[Opening RECORDS section]
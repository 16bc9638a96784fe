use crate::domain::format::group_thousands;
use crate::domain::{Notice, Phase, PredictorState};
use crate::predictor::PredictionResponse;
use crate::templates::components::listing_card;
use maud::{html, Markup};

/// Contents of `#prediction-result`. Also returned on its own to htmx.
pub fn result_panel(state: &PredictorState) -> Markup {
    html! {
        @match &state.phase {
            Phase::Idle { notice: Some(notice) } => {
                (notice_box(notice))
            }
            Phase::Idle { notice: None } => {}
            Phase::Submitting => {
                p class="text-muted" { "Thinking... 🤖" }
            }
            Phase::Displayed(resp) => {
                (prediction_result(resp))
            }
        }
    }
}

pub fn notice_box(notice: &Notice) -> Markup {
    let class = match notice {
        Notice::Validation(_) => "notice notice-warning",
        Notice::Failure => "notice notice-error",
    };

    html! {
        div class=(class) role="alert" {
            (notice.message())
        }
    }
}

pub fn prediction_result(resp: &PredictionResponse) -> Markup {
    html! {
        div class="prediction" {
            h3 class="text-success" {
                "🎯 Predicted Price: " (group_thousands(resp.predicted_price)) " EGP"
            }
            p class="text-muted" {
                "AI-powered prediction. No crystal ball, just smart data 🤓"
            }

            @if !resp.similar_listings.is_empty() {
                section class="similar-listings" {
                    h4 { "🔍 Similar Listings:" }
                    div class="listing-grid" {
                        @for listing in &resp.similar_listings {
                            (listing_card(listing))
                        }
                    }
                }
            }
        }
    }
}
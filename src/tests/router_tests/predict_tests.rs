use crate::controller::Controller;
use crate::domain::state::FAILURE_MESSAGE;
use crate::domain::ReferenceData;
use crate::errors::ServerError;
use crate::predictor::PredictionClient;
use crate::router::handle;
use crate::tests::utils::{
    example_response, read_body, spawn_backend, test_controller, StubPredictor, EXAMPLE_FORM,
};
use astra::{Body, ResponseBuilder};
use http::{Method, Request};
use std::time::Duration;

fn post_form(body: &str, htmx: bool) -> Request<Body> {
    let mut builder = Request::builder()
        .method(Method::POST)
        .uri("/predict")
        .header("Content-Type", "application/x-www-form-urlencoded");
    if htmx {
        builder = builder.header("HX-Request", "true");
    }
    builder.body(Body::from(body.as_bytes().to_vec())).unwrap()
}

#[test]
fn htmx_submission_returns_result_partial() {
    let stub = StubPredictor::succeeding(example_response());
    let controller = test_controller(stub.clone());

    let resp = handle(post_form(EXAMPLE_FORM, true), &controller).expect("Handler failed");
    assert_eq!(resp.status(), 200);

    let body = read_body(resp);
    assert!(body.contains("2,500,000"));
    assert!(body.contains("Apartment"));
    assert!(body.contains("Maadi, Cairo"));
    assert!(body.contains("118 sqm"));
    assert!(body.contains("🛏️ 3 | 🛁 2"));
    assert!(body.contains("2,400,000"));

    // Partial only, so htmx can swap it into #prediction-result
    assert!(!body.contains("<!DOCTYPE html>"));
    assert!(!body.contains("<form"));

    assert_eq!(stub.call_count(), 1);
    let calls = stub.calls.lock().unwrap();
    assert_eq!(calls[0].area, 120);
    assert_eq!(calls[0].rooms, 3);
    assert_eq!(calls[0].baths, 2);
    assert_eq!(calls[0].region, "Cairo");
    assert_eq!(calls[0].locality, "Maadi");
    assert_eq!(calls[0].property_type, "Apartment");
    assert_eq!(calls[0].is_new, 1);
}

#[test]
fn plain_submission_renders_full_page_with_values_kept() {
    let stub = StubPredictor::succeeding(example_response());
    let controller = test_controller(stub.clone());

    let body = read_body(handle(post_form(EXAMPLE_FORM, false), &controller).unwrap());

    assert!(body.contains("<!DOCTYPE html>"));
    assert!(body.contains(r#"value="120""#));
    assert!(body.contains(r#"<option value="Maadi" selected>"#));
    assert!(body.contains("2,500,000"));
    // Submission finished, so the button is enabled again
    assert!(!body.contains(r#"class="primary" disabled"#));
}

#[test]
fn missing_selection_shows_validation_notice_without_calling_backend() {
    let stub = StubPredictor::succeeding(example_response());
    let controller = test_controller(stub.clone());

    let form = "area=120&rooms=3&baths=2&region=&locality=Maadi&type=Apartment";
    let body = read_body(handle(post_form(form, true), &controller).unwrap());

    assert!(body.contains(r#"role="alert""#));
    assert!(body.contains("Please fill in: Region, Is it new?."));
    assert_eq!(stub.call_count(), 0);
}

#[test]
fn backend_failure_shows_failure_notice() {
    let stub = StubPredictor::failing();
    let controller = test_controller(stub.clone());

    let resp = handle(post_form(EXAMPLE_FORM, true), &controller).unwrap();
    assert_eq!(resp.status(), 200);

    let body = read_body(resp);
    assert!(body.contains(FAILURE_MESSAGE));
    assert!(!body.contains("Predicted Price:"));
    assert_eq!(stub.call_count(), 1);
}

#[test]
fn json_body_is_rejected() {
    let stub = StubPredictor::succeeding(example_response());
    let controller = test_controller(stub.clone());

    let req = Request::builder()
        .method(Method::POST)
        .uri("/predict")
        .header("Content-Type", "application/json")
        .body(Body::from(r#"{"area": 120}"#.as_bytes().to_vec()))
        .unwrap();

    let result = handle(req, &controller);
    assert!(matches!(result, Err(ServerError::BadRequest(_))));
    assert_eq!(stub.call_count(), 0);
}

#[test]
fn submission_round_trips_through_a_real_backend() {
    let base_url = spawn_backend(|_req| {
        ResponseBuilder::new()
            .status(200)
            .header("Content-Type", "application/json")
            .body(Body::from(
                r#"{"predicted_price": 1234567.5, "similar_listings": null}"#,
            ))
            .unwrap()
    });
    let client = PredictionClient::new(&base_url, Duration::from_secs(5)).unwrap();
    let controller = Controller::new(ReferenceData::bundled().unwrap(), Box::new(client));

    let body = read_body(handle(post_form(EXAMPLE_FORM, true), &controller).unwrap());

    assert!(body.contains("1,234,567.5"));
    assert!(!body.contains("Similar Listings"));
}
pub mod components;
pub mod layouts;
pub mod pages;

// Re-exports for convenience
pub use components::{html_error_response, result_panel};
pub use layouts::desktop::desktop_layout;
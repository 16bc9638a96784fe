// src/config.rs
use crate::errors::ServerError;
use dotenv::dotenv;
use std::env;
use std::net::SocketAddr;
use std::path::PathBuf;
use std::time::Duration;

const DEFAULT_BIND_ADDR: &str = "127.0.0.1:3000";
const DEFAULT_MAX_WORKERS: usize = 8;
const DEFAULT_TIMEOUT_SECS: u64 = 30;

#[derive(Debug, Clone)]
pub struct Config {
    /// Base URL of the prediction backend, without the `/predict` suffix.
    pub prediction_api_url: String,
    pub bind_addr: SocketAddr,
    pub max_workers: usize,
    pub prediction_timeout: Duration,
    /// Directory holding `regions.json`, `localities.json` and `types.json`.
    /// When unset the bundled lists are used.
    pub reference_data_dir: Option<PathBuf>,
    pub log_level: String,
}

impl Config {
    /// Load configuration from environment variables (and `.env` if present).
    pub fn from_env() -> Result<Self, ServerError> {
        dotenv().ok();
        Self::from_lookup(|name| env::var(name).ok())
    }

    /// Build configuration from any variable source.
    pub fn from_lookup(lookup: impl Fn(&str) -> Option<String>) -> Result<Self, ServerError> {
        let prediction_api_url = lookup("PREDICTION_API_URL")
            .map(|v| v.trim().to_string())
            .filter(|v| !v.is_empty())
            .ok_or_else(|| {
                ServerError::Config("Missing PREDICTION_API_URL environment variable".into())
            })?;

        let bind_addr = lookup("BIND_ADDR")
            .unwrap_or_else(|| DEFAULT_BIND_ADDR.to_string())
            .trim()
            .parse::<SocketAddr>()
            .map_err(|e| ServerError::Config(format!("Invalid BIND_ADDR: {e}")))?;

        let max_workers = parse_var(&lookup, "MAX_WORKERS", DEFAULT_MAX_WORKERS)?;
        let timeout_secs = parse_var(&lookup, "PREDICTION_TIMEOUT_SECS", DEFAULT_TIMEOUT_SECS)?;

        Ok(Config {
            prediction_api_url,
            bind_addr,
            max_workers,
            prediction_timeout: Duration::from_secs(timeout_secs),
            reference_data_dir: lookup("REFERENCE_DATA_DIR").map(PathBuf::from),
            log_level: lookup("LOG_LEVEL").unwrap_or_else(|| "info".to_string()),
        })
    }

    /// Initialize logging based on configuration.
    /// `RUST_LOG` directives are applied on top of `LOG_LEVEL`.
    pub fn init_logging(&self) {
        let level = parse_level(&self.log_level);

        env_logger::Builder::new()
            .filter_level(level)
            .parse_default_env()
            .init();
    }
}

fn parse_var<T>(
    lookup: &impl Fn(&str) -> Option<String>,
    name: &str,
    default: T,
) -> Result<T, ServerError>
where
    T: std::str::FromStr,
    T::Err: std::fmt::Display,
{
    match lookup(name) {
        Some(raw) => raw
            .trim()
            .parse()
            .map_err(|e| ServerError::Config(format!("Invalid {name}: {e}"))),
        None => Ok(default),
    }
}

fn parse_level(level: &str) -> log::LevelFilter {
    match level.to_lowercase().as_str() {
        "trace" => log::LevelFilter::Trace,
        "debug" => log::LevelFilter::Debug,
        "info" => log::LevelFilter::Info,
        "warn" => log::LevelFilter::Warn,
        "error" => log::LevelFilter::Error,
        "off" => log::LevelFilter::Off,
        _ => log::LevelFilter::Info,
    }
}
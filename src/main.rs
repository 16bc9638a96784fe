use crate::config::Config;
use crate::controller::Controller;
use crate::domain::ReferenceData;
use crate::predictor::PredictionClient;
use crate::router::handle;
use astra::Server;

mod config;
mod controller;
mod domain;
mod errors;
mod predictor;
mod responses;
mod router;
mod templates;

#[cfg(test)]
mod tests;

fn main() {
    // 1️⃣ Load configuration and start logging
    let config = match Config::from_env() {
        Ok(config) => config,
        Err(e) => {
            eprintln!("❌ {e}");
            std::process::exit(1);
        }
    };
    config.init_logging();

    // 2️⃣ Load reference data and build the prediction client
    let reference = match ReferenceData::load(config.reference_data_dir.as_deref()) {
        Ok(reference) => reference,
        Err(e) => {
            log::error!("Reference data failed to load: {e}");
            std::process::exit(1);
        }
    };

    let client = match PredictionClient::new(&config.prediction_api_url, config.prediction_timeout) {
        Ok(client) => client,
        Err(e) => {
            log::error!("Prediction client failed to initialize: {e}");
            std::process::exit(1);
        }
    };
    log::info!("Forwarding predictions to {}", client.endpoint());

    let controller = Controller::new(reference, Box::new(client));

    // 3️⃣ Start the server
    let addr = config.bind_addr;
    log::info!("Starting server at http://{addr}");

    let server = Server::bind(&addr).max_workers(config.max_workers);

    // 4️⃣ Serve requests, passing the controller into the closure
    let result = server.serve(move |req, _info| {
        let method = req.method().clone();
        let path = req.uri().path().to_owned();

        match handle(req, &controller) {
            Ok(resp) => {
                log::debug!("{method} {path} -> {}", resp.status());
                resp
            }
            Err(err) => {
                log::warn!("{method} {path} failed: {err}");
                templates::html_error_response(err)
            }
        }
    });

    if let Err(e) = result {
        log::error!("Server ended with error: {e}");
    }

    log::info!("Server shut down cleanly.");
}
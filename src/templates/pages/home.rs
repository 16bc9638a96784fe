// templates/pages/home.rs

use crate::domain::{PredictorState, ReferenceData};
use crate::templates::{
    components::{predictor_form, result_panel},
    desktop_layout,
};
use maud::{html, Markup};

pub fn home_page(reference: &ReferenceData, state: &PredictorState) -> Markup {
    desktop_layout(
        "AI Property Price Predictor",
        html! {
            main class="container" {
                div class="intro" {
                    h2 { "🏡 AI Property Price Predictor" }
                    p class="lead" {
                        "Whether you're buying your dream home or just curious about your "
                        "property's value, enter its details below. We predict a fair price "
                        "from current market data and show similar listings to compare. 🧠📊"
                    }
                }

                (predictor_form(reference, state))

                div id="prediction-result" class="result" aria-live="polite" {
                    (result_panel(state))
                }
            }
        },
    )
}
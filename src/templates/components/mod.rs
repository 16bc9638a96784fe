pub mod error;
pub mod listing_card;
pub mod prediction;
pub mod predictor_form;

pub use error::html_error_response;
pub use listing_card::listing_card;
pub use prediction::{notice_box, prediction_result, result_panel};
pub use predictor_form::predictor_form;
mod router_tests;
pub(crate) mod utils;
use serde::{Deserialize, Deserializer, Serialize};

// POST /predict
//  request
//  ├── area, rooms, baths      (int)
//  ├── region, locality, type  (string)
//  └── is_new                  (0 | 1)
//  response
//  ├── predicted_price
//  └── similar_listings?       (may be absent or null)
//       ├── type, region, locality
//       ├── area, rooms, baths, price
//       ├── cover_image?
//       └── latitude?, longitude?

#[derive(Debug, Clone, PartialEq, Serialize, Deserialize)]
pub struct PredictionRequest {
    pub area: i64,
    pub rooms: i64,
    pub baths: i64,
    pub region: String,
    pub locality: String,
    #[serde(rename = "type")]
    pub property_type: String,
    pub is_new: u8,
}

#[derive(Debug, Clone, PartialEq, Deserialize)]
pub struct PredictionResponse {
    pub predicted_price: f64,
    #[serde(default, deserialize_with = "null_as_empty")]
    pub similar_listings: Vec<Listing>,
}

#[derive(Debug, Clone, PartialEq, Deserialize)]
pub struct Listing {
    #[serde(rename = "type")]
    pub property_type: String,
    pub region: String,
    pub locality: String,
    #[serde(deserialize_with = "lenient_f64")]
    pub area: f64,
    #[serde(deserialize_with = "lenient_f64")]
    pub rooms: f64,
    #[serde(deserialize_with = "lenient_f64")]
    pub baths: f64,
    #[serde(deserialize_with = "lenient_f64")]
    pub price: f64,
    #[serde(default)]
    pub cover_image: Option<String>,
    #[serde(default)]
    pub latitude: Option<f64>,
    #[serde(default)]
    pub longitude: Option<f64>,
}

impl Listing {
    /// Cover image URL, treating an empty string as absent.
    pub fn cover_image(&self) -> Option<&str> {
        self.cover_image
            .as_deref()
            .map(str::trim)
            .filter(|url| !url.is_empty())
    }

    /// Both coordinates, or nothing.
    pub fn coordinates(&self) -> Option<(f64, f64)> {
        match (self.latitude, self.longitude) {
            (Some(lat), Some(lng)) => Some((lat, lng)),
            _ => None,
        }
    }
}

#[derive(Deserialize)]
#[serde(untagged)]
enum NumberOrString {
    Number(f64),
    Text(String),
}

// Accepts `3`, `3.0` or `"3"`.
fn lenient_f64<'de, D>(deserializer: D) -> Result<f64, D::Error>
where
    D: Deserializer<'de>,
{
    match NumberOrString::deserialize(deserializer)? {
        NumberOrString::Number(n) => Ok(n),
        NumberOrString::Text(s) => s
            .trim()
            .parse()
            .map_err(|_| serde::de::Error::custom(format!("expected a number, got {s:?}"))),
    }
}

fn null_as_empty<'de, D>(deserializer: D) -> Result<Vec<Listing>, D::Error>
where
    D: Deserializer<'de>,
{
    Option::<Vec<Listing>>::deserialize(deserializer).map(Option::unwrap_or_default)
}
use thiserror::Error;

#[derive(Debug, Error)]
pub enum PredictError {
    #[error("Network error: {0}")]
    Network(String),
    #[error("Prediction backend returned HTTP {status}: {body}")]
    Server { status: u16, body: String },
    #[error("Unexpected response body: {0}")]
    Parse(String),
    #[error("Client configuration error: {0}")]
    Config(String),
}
[Closing RECORDS section]
- **TASK STATEMENT**:
Taking the entries above, print exactly the lines starting at the line with "ResponseBuilder::new()" and ending at the line with "Re-exports for convenience", both included.

- **RESPONSE TO THE EXERCISE**:
        ResponseBuilder::new()
            .status(200)
            .header("Content-Type", "application/json")
            .body(Body::from(
                r#"{"predicted_price": 1234567.5, "similar_listings": null}"#,
            ))
            .unwrap()
    });
    let client = PredictionClient::new(&base_url, Duration::from_secs(5)).unwrap();
    let controller = Controller::new(ReferenceData::bundled().unwrap(), Box::new(client));

    let body = read_body(handle(post_form(EXAMPLE_FORM, true), &controller).unwrap());

    assert!(body.contains("1,234,567.5"));
    assert!(!body.contains("Similar Listings"));
}
pub mod components;
pub mod layouts;
pub mod pages;

// Re-exports for convenience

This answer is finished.